Salt Lake County Service Area #3 (SA3) is governed by a three member board of publicly elected Trustees whose terms are staggered to ensure continuity and to give SA3 a direction it can follow for many years. Board meetings are open to the public and occur once a month throughout the year. Below, you will find minutes from these monthly board meetings and other public notices and advisories. For minutes other than those listed below, please call (801) 278 9660
Salt Lake County Service Area #3 (SA3) is a government water/sewer district
located in Little Cottonwood Canyon at Snowbird. SA3 is responsible for
providing drinking water and wastewater services to Snowbird ski resort
and many of the residences along the Alta Bypass Road. We also manage
the Town of Alta's water system through an interlocal agreement. SA3 has
provided reliable, safe drinking water continuously
since the inception of Snowbird in 1971 and currently has a fulltime
staff of three. We are governed by a three member board of Trustees
whose terms are staggered to ensure continuity and to give the Service
Area a direction it can follow for many years. Our General Manager is
Keith Hanson, shown below in the Wasatch Drain Tunnel.
We operate two water treatment plants, the larger of the two being in the Wasatch Drain Tunnel and the other being atop Snowbird's Hidden Peak. In addition to the treatment plants, SA3 is directly responsible for four storage reservoirs that store over 30 million gallons of water, two pumping plants, and approximately 15 miles of distribution piping. In addition to the facilities above, under contract, we operate one water treatment plant and three pump stations for the Town of Alta.
All of our system operators are continually trained and are State certified in water treatment or distribution, at levels above those required by law.

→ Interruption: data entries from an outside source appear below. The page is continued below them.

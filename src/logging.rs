use env_logger::Env;

/// Installs the global logger. `RUST_LOG` overrides the default `info` level.
pub fn init() {
    env_logger::Builder::from_env(Env::default().default_filter_or("info"))
        .format_timestamp_millis()
        .init();
}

Steve McIntosh - Operations Manager - steve at canyonwater.com
Bryauna Alderin - Office Manager - bryauna at canyonwater.com
Little Cottonwood Canyon has a significant amount of mines that were dug since the
1800's through the present day. Mines have a tendency to fill with water
unless a drain is provided. The Wasatch Drain Tunnel (WDT) was constructed
during the period of 1912 to 1916 by Wasatch Mines Company to drain water from the mines
and improve ore transportation efficiencies from approximately 50 miles of
silver, lead, copper, and zinc mines in and around Snowbird and Alta. The WDT,
long since abandoned as a mining operation, is now the major water source for
Snowbird, Utah, not only for domestic water uses, but snowmaking and electrical
power plant (co-generation) cooling purposes as well. The WDT also provides
an important discharge of water to Little Cottonwood Creek, the main tributary
of Little Cottonwood Canyon and the Little Cottonwood Mining District of Utah.

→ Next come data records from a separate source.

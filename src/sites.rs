//! Static schema of the two treatment plants.
//!
//! Each site has its own ordered list of measurements (the workbook columns
//! after `Date` and `Statut`), a subset of cumulative counters, a subset of
//! directly read parameters and the flow meters photographed every month.

use std::fmt;
use std::str::FromStr;

use serde::{Deserialize, Serialize};

use crate::error::AppError;

const SMP_MEASUREMENTS: &[&str] = &[
    "Exhaure 1",
    "Exhaure 2",
    "Exhaure 3",
    "Exhaure 4",
    "Retour dessableur",
    "Retour Orage",
    "Rejet à l'Arc",
    "Surpresseur 4 pompes",
    "Surpresseur 7 pompes",
    "Entrée STE CAB",
    "Alimentation CAB",
    "Eau potable",
    "Forage",
    "Boue STE",
    "Boue STE CAB",
    "pH entrée",
    "pH sortie",
    "Température entrée",
    "Température sortie",
    "Conductivité sortie",
    "MES entrée",
    "MES sortie",
    "Coagulant",
    "Floculant",
    "CO2",
];

const LPZ_MEASUREMENTS: &[&str] = &[
    "Exhaure 1",
    "Exhaure 2",
    "Retour dessableur",
    "Surpresseur BP",
    "Surpresseur HP",
    "Rejet à l'Arc",
    "Entrée STE CAB",
    "Alimentation CAB",
    "Eau de montagne",
    "Boue STE",
    "Boue STE CAB",
    "pH entrée",
    "pH sortie",
    "Température entrée",
    "Température sortie",
    "Conductivité sortie",
    "MES entrée",
    "MES sortie",
    "Coagulant",
    "Floculant",
    "CO2",
];

const DIRECT_PARAMETERS: &[&str] = &[
    "Boue STE",
    "Boue STE CAB",
    "pH entrée",
    "pH sortie",
    "Température entrée",
    "Température sortie",
    "Conductivité sortie",
    "MES entrée",
    "MES sortie",
    "CO2",
];

const SMP_FLOW_METERS: &[&str] = &[
    "Exhaure 1",
    "Exhaure 2",
    "Exhaure 3",
    "Exhaure 4",
    "Retour dessableur",
    "Retour Orage",
];

const LPZ_FLOW_METERS: &[&str] = &["Exhaure 1", "Retour dessableur"];

/// Fields only read on Mondays; any other day they are stored empty.
pub const MONDAY_ONLY: &[&str] = &["Coagulant", "Eau potable"];

/// Parameters charted as one Monday reading per week.
const WEEKLY_DOSAGE: &[&str] = &["Coagulant", "Eau potable"];

/// Parameters charted as a weekly sum of daily readings.
const WEEKLY_AGGREGATE: &[&str] = &["Floculant"];

#[derive(Clone, Copy, Debug, PartialEq, Eq, Hash, PartialOrd, Ord, Serialize, Deserialize)]
pub enum Site {
    #[serde(rename = "SMP")]
    Smp,
    #[serde(rename = "LPZ")]
    Lpz,
}

/// The four plot shapes a parameter can be drawn with.
#[derive(Clone, Copy, Debug, PartialEq, Eq)]
pub enum ChartShape {
    /// Monday value per ISO week.
    WeeklyDosage,
    /// Sum of the daily values per ISO week.
    WeeklyAggregate,
    /// Day-to-day difference of a cumulative counter.
    DailyDelta,
    /// Daily value as read.
    DailyRaw,
}

impl ChartShape {
    pub fn is_weekly(self) -> bool {
        matches!(self, ChartShape::WeeklyDosage | ChartShape::WeeklyAggregate)
    }
}

impl Site {
    pub const ALL: [Site; 2] = [Site::Smp, Site::Lpz];

    pub fn code(self) -> &'static str {
        match self {
            Site::Smp => "SMP",
            Site::Lpz => "LPZ",
        }
    }

    /// Workbook columns after `Date` and `Statut`, in order.
    pub fn measurements(self) -> &'static [&'static str] {
        match self {
            Site::Smp => SMP_MEASUREMENTS,
            Site::Lpz => LPZ_MEASUREMENTS,
        }
    }

    /// Cumulative index counters, charted as daily deltas.
    pub fn counters(self) -> &'static [&'static str] {
        match self {
            Site::Smp => &SMP_MEASUREMENTS[..13],
            Site::Lpz => &LPZ_MEASUREMENTS[..9],
        }
    }

    pub fn direct_parameters(self) -> &'static [&'static str] {
        DIRECT_PARAMETERS
    }

    pub fn flow_meters(self) -> &'static [&'static str] {
        match self {
            Site::Smp => SMP_FLOW_METERS,
            Site::Lpz => LPZ_FLOW_METERS,
        }
    }

    pub fn has_measurement(self, name: &str) -> bool {
        self.measurements().contains(&name)
    }

    /// Shape used on the visualisation page. Anything that is not a weekly
    /// parameter or a counter is drawn as read.
    pub fn chart_shape(self, parameter: &str) -> ChartShape {
        if WEEKLY_DOSAGE.contains(&parameter) {
            ChartShape::WeeklyDosage
        } else if WEEKLY_AGGREGATE.contains(&parameter) {
            ChartShape::WeeklyAggregate
        } else if self.counters().contains(&parameter) {
            ChartShape::DailyDelta
        } else {
            ChartShape::DailyRaw
        }
    }

    /// Shape used in weekly reports, where only direct parameters are drawn
    /// as read and anything unclassified is left out.
    pub fn report_shape(self, parameter: &str) -> Option<ChartShape> {
        match self.chart_shape(parameter) {
            ChartShape::DailyRaw if !self.direct_parameters().contains(&parameter) => None,
            shape => Some(shape),
        }
    }
}

impl fmt::Display for Site {
    fn fmt(&self, f: &mut fmt::Formatter<'_>) -> fmt::Result {
        f.write_str(self.code())
    }
}

impl FromStr for Site {
    type Err = AppError;

    fn from_str(s: &str) -> Result<Self, Self::Err> {
        match s.trim() {
            "SMP" => Ok(Site::Smp),
            "LPZ" => Ok(Site::Lpz),
            other => Err(AppError::UnknownSite(other.to_string())),
        }
    }
}

/// Form-field and file-name friendly version of a name (`Exhaure 1` →
/// `Exhaure_1`).
pub fn slug(name: &str) -> String {
    name.replace(' ', "_")
}

#[cfg(test)]
mod tests {
    use super::*;

    #[test]
    fn parses_site_codes() {
        assert_eq!("SMP".parse::<Site>().unwrap(), Site::Smp);
        assert_eq!(" LPZ ".parse::<Site>().unwrap(), Site::Lpz);
        assert!(matches!("XYZ".parse::<Site>(), Err(AppError::UnknownSite(_))));
    }

    #[test]
    fn counters_stop_before_sludge() {
        assert_eq!(Site::Smp.counters().last(), Some(&"Forage"));
        assert_eq!(Site::Lpz.counters().last(), Some(&"Eau de montagne"));
        assert_eq!(Site::Smp.measurements().len(), 25);
        assert_eq!(Site::Lpz.measurements().len(), 21);
    }

    #[test]
    fn weekly_parameters_win_over_counters() {
        // "Eau potable" is also an SMP counter.
        assert_eq!(Site::Smp.chart_shape("Eau potable"), ChartShape::WeeklyDosage);
        assert_eq!(Site::Lpz.chart_shape("Coagulant"), ChartShape::WeeklyDosage);
        assert_eq!(Site::Smp.chart_shape("Floculant"), ChartShape::WeeklyAggregate);
        assert_eq!(Site::Smp.chart_shape("Exhaure 3"), ChartShape::DailyDelta);
        assert_eq!(Site::Lpz.chart_shape("pH sortie"), ChartShape::DailyRaw);
    }

    #[test]
    fn reports_skip_unclassified_parameters() {
        assert_eq!(Site::Lpz.report_shape("MES entrée"), Some(ChartShape::DailyRaw));
        assert_eq!(Site::Lpz.report_shape("Forage"), None);
        for site in Site::ALL {
            for name in site.measurements() {
                assert!(site.report_shape(name).is_some(), "{site} {name}");
            }
        }
    }

    #[test]
    fn slugs_replace_spaces() {
        assert_eq!(slug("Retour dessableur"), "Retour_dessableur");
    }
}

In 1985, SA3 completed installation of a unique steel and concrete bulkhead structure, designed to dam water in the WDT. Through the use of this device, the WDT now serves as a underground water reservoir, backing water up into various mine tunnels located above and adjacent to it. At the same time, a water treatment plant was also established in the WDT to remove the chemicals Iron, Manganese, Lead, Copper, Antimony, Cadmium, Zinc, and Arsenic. In addition to water from the WDT, numerous mountain springs also contribute quality drinking water to the SA3 water system. While the WDT does possess the necessary positive characteristics of a valuable water asset, good management practices are still most essential and needed in this operative situation to always insure that this resource provides the best for the Snowbird area, canyon and valley communities and ecosystems. The continuing management of this asset will insure that it will remain useful for generations to come.

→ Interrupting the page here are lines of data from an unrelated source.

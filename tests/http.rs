#![cfg(feature = "web")]

use std::sync::Arc;

use axum::Router;
use axum::body::{Body, to_bytes};
use axum::http::{Request, StatusCode, header};
use axum::response::Response;
use chrono::{Datelike, Local};
use releves_ste::app::{AppState, router};
use releves_ste::config::Config;
use releves_ste::entry::DRAFT_MESSAGE;
use releves_ste::store::Status;
use releves_ste::Site;
use tempfile::TempDir;
use tower::ServiceExt;

struct TestApp {
    _dir: TempDir,
    state: Arc<AppState>,
    app: Router,
}

fn test_app() -> TestApp {
    let dir = TempDir::new().unwrap();
    let state = Arc::new(AppState::new(Config::with_data_dir(dir.path())).unwrap());
    state.store.initialize().unwrap();
    let app = router(state.clone());
    TestApp { _dir: dir, state, app }
}

async fn send(app: &Router, request: Request<Body>) -> Response {
    app.clone().oneshot(request).await.unwrap()
}

async fn body_text(response: Response) -> String {
    let bytes = to_bytes(response.into_body(), usize::MAX).await.unwrap();
    String::from_utf8_lossy(&bytes).into_owned()
}

fn location(response: &Response) -> &str {
    response.headers()[header::LOCATION].to_str().unwrap()
}

fn form(uri: &str, body: &str, cookie: Option<&str>) -> Request<Body> {
    let mut builder = Request::post(uri).header(header::CONTENT_TYPE, "application/x-www-form-urlencoded");
    if let Some(cookie) = cookie {
        builder = builder.header(header::COOKIE, cookie);
    }
    builder.body(Body::from(body.to_string())).unwrap()
}

fn get(uri: &str, cookie: Option<&str>) -> Request<Body> {
    let mut builder = Request::get(uri);
    if let Some(cookie) = cookie {
        builder = builder.header(header::COOKIE, cookie);
    }
    builder.body(Body::empty()).unwrap()
}

/// Logs in with `code` and returns the `session=...` cookie pair.
async fn login(app: &Router, code: &str) -> String {
    let response = send(app, form("/login", &format!("code={}", code), None)).await;
    assert_eq!(response.status(), StatusCode::SEE_OTHER);
    let set_cookie = response.headers()[header::SET_COOKIE].to_str().unwrap();
    set_cookie.split(';').next().unwrap().to_string()
}

#[tokio::test]
async fn pages_redirect_to_login_without_session() {
    let t = test_app();
    let response = send(&t.app, get("/", None)).await;
    assert_eq!(response.status(), StatusCode::SEE_OTHER);
    assert_eq!(location(&response), "/login");

    let response = send(&t.app, get("/login", None)).await;
    assert_eq!(response.status(), StatusCode::OK);
}

#[tokio::test]
async fn wrong_code_shows_an_error() {
    let t = test_app();
    let response = send(&t.app, form("/login", "code=99", None)).await;
    assert_eq!(response.status(), StatusCode::OK);
    assert!(response.headers().get(header::SET_COOKIE).is_none());
    assert!(body_text(response).await.contains("incorrect"));
}

#[tokio::test]
async fn roles_gate_route_groups() {
    let t = test_app();
    let operator = login(&t.app, "12").await;
    let manager = login(&t.app, "14").await;

    let response = send(&t.app, get("/", Some(&operator))).await;
    assert_eq!(response.status(), StatusCode::OK);

    for uri in ["/releve_20", "/rapports", "/gestion_excel"] {
        let response = send(&t.app, get(uri, Some(&operator))).await;
        assert_eq!(response.status(), StatusCode::SEE_OTHER, "{}", uri);
    }
    for uri in ["/releve_20", "/rapports", "/gestion_excel"] {
        let response = send(&t.app, get(uri, Some(&manager))).await;
        assert_eq!(response.status(), StatusCode::OK, "{}", uri);
    }
}

#[tokio::test]
async fn logout_ends_the_session() {
    let t = test_app();
    let cookie = login(&t.app, "12").await;
    let response = send(&t.app, get("/logout", Some(&cookie))).await;
    assert_eq!(location(&response), "/login");

    let response = send(&t.app, get("/", Some(&cookie))).await;
    assert_eq!(location(&response), "/login");
}

#[tokio::test]
async fn entry_form_saves_a_draft() {
    let t = test_app();
    let cookie = login(&t.app, "12").await;

    let response = send(&t.app, get("/saisie/LPZ", Some(&cookie))).await;
    assert_eq!(response.status(), StatusCode::OK);
    assert!(body_text(response).await.contains("Exhaure 1"));

    let response = send(&t.app, form("/saisie/LPZ", "Exhaure+1=1500&CO2=", Some(&cookie))).await;
    assert_eq!(response.status(), StatusCode::OK);
    assert!(body_text(response).await.contains(DRAFT_MESSAGE));

    let sheet = t.state.store.load(Site::Lpz).unwrap();
    let today = Local::now().date_naive();
    let (_, draft) = sheet.rows_on(today, Status::Draft).next().unwrap();
    assert_eq!(draft.value("Exhaure 1"), "1500");
    assert_eq!(draft.value("CO2"), "");
}

#[tokio::test]
async fn validated_day_shows_the_alert() {
    let t = test_app();
    let cookie = login(&t.app, "12").await;
    send(&t.app, form("/saisie/SMP", "Forage=3&finaliser=1", Some(&cookie))).await;

    let response = send(&t.app, get("/saisie/SMP", Some(&cookie))).await;
    assert!(body_text(response).await.contains("choix"));

    let response = send(&t.app, form("/saisie/SMP", "choix=annuler", Some(&cookie))).await;
    assert_eq!(location(&response), "/");

    let response = send(&t.app, form("/saisie/SMP", "choix=modifier", Some(&cookie))).await;
    assert_eq!(location(&response), "/saisie/SMP");
    let sheet = t.state.store.load(Site::Smp).unwrap();
    let today = Local::now().date_naive();
    assert_eq!(sheet.rows_on(today, Status::Draft).count(), 1);
    assert_eq!(sheet.rows_on(today, Status::Validated).count(), 0);
}

#[tokio::test]
async fn unknown_site_is_not_found() {
    let t = test_app();
    let cookie = login(&t.app, "12").await;
    let response = send(&t.app, get("/saisie/ABC", Some(&cookie))).await;
    assert_eq!(response.status(), StatusCode::NOT_FOUND);
}

#[tokio::test]
async fn visualisation_rejects_parameters_of_another_site() {
    let t = test_app();
    let cookie = login(&t.app, "12").await;
    let response = send(
        &t.app,
        form("/visualisation", "site=LPZ&parametre=Forage&semaine=&annee=", Some(&cookie)),
    )
    .await;
    assert_eq!(response.status(), StatusCode::OK);
    assert!(body_text(response).await.contains("Paramètre inconnu pour LPZ"));
}

#[tokio::test]
async fn chart_files_are_served_from_the_cache() {
    let t = test_app();
    let cookie = login(&t.app, "12").await;
    let key = t
        .state
        .cache
        .key(Site::Smp, "Forage", None, None, releves_ste::cache::ReportKind::Visualisation);
    t.state.cache.put(&key, b"png").unwrap();

    let response = send(&t.app, get(&format!("/graphique/{}", key.file_name()), Some(&cookie))).await;
    assert_eq!(response.status(), StatusCode::OK);
    assert_eq!(response.headers()[header::CONTENT_TYPE], "image/png");

    let response = send(&t.app, get("/graphique/absent.png", Some(&cookie))).await;
    assert_eq!(response.status(), StatusCode::NOT_FOUND);
}

#[tokio::test]
async fn report_deletion_returns_to_the_form() {
    let t = test_app();
    let cookie = login(&t.app, "14").await;
    t.state.reports.record(Site::Lpz, 4, 2025).unwrap();

    let response = send(&t.app, get("/rapports", Some(&cookie))).await;
    assert!(body_text(response).await.contains("LPZ"));

    let response = send(&t.app, get("/supprimer_rapport?site=LPZ&semaine=4&annee=2025", Some(&cookie))).await;
    assert_eq!(location(&response), "/rapport?site=LPZ");
    assert!(t.state.reports.list().unwrap().is_empty());
}

#[tokio::test]
async fn photo_upload_is_logged_and_served() {
    let t = test_app();
    let cookie = login(&t.app, "13").await;

    let boundary = "XBOUNDARYX";
    let mut body = String::new();
    for (name, value) in [("site", "LPZ"), ("mois", "3"), ("annee", "2025")] {
        body.push_str(&format!(
            "--{b}\r\nContent-Disposition: form-data; name=\"{n}\"\r\n\r\n{v}\r\n",
            b = boundary,
            n = name,
            v = value
        ));
    }
    body.push_str(&format!(
        "--{b}\r\nContent-Disposition: form-data; name=\"photo_Exhaure_1\"; filename=\"a.jpg\"\r\n\
         Content-Type: image/jpeg\r\n\r\njpegdata\r\n--{b}--\r\n",
        b = boundary
    ));
    let request = Request::post("/releve_20")
        .header(header::CONTENT_TYPE, format!("multipart/form-data; boundary={}", boundary))
        .header(header::COOKIE, &cookie)
        .body(Body::from(body))
        .unwrap();
    let response = send(&t.app, request).await;
    assert_eq!(response.status(), StatusCode::OK);

    let set = t.state.photos.find(Site::Lpz, 3, 2025).unwrap().unwrap();
    let path = &set.photos["Exhaure 1"];
    let response = send(&t.app, get(&format!("/photos_releves/{}", path), Some(&cookie))).await;
    assert_eq!(response.status(), StatusCode::OK);
    let bytes = to_bytes(response.into_body(), usize::MAX).await.unwrap();
    assert_eq!(&bytes[..], b"jpegdata");

    let operator = login(&t.app, "12").await;
    let response = send(&t.app, get(&format!("/photos_releves/{}", path), Some(&operator))).await;
    assert_eq!(response.status(), StatusCode::SEE_OTHER);
}

#[tokio::test]
async fn editor_reports_bad_dates() {
    let t = test_app();
    let cookie = login(&t.app, "14").await;
    let entry = login(&t.app, "12").await;
    send(&t.app, form("/saisie/SMP", "Forage=3", Some(&entry))).await;

    let response = send(&t.app, form("/gestion_excel?site=SMP", "cell_0_Date=demain", Some(&cookie))).await;
    assert_eq!(response.status(), StatusCode::OK);
    assert!(body_text(response).await.contains("date invalide"));

    let response = send(&t.app, form("/gestion_excel?site=SMP", "cell_0_Forage=4", Some(&cookie))).await;
    assert!(body_text(response).await.contains("Modifications enregistrées"));
    assert_eq!(t.state.store.load(Site::Smp).unwrap().rows[0].value("Forage"), "4");
}

#[tokio::test]
async fn csv_export_is_an_attachment() {
    let t = test_app();
    let cookie = login(&t.app, "14").await;
    let response = send(&t.app, get("/export_csv?site=LPZ", Some(&cookie))).await;
    assert_eq!(response.status(), StatusCode::OK);
    assert_eq!(
        response.headers()[header::CONTENT_DISPOSITION],
        "attachment; filename=\"mesures_LPZ.csv\""
    );
    assert!(body_text(response).await.starts_with("Date,Statut,"));
}

#[tokio::test]
async fn generated_report_is_logged_cached_and_exported() {
    let t = test_app();
    let entry = login(&t.app, "12").await;
    send(&t.app, form("/saisie/LPZ", "pH+entr%C3%A9e=7,2&finaliser=1", Some(&entry))).await;
    let today = Local::now().date_naive();
    let (week, year) = (today.iso_week().week(), today.year());

    let cookie = login(&t.app, "14").await;
    let response = send(
        &t.app,
        form("/rapport", &format!("site=LPZ&semaine={}&annee={}", week, year), Some(&cookie)),
    )
    .await;
    assert_eq!(response.status(), StatusCode::OK);

    let logged = t.state.reports.list().unwrap();
    assert_eq!(logged.len(), 1);
    assert_eq!((logged[0].site, logged[0].week, logged[0].year), (Site::Lpz, week, year));

    let expected = Site::Lpz
        .measurements()
        .iter()
        .filter(|p| Site::Lpz.report_shape(p).is_some())
        .count();
    let cached = std::fs::read_dir(t.state.cache.dir())
        .unwrap()
        .filter_map(|e| e.ok())
        .filter(|e| e.file_name().to_string_lossy().starts_with("LPZ_"))
        .count();
    assert_eq!(cached, expected);

    let response = send(
        &t.app,
        get(&format!("/rapport/pdf?site=LPZ&semaine={}&annee={}", week, year), Some(&cookie)),
    )
    .await;
    assert_eq!(response.status(), StatusCode::OK);
    assert_eq!(response.headers()[header::CONTENT_TYPE], "application/pdf");
    let bytes = to_bytes(response.into_body(), usize::MAX).await.unwrap();
    assert!(bytes.starts_with(b"%PDF"));
}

It is imperative to never go into an abandoned mine without proper supervision or equipment as severe injury or death could result from cave-in, oxygen deficiency or numerous other catastrophes.
Little Cottonwood Canyon, part of the Salt Lake City Watershed Area provides clear
high quality drinking water to the residents of Salt Lake City and surrounding areas.
A watershed is a geographical or geological area that is drained by a single river
system. What this means is that a drop of rain that falls on the ridgeline will
eventually make it's way to the stream at the mouth of the canyon. Because of the
uniqueness of the area it is critical that the watershed be protected and respected
by all who visit or use the Little Cottonwood Canyon area.
It is unlawful to:
-permit a dog to be taken into a watershed canyon. This does not apply to assistance dogs, public safety dogs or property owners with specific watershed permits
-pollute or allow pollution of any water in the watershed
-operate any type of motor vehicle within the watershed except on a highway or road designated for public use
-deposit any human waste or other excrete within the watershed area except into approved toilets
-permit a horse or any other domesticated animal into the watershed area without a watershed permit
-camp overnight except in officially designated campgrounds (does not apply to backpacking)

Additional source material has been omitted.